◆ **Exercise material**
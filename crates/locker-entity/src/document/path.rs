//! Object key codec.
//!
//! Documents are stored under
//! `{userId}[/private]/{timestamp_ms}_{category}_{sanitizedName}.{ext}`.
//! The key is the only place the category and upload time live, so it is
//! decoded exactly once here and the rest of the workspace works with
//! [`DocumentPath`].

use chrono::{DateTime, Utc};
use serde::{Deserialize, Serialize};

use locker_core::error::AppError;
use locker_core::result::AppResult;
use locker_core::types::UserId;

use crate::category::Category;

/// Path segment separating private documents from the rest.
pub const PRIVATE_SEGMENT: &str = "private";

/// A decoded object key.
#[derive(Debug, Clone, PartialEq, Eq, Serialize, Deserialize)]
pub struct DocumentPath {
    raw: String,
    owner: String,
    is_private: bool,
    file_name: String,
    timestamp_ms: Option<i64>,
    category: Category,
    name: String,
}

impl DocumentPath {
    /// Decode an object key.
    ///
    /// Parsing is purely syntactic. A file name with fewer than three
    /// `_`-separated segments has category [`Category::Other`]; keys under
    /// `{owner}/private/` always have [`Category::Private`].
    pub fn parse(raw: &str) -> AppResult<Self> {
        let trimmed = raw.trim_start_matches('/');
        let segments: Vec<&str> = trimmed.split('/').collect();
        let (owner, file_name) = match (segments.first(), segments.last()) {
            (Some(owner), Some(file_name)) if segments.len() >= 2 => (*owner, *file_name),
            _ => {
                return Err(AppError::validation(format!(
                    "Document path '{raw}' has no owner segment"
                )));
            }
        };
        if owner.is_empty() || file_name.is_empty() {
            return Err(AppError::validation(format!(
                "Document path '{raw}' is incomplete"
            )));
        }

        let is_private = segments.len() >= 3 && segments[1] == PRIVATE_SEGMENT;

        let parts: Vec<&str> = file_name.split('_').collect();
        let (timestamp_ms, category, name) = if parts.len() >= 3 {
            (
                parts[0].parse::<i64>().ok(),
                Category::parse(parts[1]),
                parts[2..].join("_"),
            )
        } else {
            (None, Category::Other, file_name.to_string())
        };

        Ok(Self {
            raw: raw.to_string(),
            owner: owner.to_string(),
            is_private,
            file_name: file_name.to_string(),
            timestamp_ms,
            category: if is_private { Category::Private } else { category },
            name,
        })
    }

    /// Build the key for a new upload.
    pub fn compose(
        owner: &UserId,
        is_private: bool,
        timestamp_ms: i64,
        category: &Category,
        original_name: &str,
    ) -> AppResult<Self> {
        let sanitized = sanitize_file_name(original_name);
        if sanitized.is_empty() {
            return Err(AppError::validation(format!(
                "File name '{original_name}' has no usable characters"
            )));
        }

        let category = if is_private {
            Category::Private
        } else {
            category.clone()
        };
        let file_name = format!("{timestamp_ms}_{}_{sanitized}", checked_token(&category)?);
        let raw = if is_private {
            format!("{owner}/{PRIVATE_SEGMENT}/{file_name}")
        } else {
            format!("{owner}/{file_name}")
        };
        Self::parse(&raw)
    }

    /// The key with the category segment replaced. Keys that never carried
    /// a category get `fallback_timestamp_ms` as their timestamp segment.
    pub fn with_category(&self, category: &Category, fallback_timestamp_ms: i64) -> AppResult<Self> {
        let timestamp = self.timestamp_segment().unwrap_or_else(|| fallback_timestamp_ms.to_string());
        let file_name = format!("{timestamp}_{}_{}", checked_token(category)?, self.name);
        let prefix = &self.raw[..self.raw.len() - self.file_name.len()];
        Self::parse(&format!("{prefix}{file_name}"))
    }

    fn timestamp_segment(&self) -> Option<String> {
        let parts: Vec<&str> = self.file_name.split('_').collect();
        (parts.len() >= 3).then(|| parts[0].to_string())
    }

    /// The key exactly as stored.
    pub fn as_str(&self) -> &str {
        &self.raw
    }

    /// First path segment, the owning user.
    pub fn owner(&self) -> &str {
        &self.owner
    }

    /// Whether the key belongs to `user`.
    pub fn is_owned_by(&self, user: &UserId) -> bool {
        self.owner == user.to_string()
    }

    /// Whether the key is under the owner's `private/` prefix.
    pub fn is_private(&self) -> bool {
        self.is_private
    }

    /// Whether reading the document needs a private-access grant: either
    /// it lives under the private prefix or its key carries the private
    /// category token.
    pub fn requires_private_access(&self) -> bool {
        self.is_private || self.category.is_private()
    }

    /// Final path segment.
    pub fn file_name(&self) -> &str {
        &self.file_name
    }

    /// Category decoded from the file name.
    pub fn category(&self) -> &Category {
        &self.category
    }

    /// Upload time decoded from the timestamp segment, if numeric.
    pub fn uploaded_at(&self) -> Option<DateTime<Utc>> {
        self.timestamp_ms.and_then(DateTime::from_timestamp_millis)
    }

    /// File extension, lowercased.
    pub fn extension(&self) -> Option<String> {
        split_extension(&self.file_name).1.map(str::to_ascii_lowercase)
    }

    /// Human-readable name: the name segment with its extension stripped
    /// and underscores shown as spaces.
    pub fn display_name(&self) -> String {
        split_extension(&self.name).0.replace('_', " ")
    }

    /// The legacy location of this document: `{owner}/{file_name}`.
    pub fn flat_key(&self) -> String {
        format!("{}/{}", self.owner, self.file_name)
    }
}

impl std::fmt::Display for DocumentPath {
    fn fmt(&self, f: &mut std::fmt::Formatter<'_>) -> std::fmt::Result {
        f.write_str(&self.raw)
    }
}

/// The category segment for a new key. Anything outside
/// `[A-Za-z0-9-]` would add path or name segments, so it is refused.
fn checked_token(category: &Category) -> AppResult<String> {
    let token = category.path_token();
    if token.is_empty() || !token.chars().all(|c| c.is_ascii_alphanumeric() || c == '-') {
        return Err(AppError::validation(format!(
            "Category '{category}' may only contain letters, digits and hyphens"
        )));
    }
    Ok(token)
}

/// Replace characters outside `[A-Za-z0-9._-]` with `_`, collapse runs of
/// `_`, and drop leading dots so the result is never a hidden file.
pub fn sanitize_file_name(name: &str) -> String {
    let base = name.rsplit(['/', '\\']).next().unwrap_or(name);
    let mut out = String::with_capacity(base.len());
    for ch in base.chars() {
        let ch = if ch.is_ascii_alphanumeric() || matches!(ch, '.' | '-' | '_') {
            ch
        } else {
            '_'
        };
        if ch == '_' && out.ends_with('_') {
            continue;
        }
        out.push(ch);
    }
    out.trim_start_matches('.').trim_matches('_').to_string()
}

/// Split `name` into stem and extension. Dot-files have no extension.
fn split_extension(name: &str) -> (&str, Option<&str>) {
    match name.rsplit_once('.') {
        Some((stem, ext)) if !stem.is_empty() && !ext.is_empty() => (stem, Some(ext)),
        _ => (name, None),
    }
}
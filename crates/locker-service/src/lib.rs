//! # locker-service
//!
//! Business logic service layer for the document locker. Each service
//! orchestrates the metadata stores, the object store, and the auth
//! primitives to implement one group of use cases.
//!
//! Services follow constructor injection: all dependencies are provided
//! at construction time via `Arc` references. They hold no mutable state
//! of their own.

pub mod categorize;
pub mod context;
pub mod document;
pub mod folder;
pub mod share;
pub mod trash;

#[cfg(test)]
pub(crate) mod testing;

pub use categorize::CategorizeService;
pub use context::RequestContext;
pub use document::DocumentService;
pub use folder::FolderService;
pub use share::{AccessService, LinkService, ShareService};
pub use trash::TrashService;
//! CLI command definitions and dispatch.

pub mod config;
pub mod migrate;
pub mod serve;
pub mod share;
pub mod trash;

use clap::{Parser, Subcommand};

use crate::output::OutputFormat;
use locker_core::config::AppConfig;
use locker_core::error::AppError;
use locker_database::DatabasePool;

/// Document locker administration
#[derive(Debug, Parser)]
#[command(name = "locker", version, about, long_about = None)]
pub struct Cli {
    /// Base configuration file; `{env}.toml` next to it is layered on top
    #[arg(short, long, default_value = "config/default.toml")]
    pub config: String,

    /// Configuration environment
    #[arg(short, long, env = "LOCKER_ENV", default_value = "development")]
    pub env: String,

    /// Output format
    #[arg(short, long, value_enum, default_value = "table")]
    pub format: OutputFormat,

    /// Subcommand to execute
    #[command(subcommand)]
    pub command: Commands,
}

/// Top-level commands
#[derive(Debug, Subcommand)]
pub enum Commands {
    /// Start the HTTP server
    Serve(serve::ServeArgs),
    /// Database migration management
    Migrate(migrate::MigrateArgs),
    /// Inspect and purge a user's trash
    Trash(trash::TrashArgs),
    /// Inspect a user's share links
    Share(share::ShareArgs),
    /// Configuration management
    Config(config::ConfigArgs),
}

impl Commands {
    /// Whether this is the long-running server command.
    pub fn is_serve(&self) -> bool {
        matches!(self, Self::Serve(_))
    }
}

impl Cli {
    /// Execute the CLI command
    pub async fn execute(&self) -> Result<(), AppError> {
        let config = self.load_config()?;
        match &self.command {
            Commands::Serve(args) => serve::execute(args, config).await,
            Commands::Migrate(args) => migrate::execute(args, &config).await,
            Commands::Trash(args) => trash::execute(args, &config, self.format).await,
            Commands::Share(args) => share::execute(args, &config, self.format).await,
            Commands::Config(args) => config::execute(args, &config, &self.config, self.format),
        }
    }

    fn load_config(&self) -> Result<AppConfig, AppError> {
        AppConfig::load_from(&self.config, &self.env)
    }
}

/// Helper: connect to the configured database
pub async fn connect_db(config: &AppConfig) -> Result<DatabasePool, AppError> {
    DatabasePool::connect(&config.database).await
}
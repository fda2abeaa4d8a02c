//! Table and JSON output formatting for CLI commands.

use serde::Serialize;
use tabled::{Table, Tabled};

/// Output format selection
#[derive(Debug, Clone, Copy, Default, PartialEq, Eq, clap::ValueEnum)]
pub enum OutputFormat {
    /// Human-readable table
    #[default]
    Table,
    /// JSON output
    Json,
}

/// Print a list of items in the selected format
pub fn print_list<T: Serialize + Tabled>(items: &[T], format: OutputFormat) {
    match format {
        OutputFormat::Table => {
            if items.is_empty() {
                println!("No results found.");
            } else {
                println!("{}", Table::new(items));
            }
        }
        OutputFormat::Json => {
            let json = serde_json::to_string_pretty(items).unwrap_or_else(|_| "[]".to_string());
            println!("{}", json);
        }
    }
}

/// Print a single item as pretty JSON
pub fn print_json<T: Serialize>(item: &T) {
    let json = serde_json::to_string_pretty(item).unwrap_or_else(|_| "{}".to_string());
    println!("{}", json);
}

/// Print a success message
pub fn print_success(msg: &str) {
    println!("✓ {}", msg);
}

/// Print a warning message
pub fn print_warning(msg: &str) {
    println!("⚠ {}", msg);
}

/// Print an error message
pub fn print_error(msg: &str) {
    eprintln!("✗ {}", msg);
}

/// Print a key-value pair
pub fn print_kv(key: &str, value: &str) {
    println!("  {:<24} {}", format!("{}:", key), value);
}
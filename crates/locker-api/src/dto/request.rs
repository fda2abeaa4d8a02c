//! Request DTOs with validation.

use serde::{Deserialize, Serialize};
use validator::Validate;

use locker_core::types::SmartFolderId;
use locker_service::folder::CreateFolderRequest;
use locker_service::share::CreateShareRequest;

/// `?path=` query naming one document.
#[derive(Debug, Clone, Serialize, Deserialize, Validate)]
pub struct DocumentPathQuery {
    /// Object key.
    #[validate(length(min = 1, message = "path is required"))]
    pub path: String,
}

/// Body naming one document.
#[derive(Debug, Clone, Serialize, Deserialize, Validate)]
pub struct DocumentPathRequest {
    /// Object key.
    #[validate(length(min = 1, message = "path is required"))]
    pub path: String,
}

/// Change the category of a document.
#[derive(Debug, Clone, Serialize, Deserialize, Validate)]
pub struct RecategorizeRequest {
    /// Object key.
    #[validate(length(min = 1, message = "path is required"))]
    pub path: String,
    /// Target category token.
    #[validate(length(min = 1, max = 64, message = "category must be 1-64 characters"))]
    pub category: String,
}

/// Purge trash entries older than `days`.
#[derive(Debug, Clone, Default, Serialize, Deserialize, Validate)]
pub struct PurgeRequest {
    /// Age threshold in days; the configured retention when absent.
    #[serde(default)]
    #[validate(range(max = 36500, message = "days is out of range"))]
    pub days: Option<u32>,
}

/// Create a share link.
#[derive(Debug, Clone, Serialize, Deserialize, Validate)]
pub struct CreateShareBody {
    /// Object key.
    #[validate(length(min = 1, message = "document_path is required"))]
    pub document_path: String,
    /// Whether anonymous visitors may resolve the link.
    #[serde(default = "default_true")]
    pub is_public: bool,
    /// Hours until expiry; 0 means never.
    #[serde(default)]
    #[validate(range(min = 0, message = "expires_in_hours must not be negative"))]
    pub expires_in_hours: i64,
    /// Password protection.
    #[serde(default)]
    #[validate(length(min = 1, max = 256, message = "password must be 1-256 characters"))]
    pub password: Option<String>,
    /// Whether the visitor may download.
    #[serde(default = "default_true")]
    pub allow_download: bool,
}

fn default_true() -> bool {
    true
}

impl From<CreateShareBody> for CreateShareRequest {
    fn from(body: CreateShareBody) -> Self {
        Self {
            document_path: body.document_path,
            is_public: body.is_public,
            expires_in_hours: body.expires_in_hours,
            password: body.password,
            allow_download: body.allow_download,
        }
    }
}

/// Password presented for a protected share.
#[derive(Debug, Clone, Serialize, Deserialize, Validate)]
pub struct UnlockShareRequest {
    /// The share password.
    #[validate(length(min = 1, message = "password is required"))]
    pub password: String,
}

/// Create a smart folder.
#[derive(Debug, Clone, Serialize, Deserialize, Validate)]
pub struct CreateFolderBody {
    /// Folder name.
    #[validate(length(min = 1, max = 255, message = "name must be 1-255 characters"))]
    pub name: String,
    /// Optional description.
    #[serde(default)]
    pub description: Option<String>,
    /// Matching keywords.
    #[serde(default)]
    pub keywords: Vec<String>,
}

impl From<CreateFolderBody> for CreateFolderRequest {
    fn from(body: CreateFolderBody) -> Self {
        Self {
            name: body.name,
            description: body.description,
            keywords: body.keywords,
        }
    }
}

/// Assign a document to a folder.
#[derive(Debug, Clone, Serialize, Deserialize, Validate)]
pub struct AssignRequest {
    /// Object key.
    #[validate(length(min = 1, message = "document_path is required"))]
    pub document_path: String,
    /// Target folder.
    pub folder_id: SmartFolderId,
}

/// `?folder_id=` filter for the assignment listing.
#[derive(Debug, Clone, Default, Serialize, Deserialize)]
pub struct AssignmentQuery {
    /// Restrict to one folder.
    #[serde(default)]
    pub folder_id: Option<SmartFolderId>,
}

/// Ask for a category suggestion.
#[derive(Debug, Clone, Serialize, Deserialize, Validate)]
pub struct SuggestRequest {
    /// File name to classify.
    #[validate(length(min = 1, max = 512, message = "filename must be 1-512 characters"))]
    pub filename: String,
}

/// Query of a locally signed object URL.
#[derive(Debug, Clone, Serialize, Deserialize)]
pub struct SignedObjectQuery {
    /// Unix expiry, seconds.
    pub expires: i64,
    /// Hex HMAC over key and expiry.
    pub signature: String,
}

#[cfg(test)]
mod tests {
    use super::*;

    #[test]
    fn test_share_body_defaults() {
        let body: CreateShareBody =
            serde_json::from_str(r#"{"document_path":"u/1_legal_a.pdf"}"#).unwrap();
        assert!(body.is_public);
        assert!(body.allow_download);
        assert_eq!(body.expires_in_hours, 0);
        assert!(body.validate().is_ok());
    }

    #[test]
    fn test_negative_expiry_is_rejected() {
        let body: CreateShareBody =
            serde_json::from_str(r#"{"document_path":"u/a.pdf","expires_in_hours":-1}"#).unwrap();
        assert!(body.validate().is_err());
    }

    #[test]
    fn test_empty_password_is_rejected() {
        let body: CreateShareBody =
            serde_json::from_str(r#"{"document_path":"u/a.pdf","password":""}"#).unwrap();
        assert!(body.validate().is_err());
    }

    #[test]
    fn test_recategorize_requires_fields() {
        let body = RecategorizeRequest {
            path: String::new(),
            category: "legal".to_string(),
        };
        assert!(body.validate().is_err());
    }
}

◆ **Work instructions**
Your output is to be the lines of the listing, exact and complete, starting at the first and ending with the line that contains "has no owner".

◆ **Solution to this task**
filename crates/locker-entity/src/document/path.rs
//! Object key codec.
//!
//! Documents are stored under
//! `{userId}[/private]/{timestamp_ms}_{category}_{sanitizedName}.{ext}`.
//! The key is the only place the category and upload time live, so it is
//! decoded exactly once here and the rest of the workspace works with
//! [`DocumentPath`].

use chrono::{DateTime, Utc};
use serde::{Deserialize, Serialize};

use locker_core::error::AppError;
use locker_core::result::AppResult;
use locker_core::types::UserId;

use crate::category::Category;

/// Path segment separating private documents from the rest.
pub const PRIVATE_SEGMENT: &str = "private";

/// A decoded object key.
#[derive(Debug, Clone, PartialEq, Eq, Serialize, Deserialize)]
pub struct DocumentPath {
    raw: String,
    owner: String,
    is_private: bool,
    file_name: String,
    timestamp_ms: Option<i64>,
    category: Category,
    name: String,
}

impl DocumentPath {
    /// Decode an object key.
    ///
    /// Parsing is purely syntactic. A file name with fewer than three
    /// `_`-separated segments has category [`Category::Other`]; keys under
    /// `{owner}/private/` always have [`Category::Private`].
    pub fn parse(raw: &str) -> AppResult<Self> {
        let trimmed = raw.trim_start_matches('/');
        let segments: Vec<&str> = trimmed.split('/').collect();
        let (owner, file_name) = match (segments.first(), segments.last()) {
            (Some(owner), Some(file_name)) if segments.len() >= 2 => (*owner, *file_name),
            _ => {
                return Err(AppError::validation(format!(
                    "Document path '{raw}' has no owner segment"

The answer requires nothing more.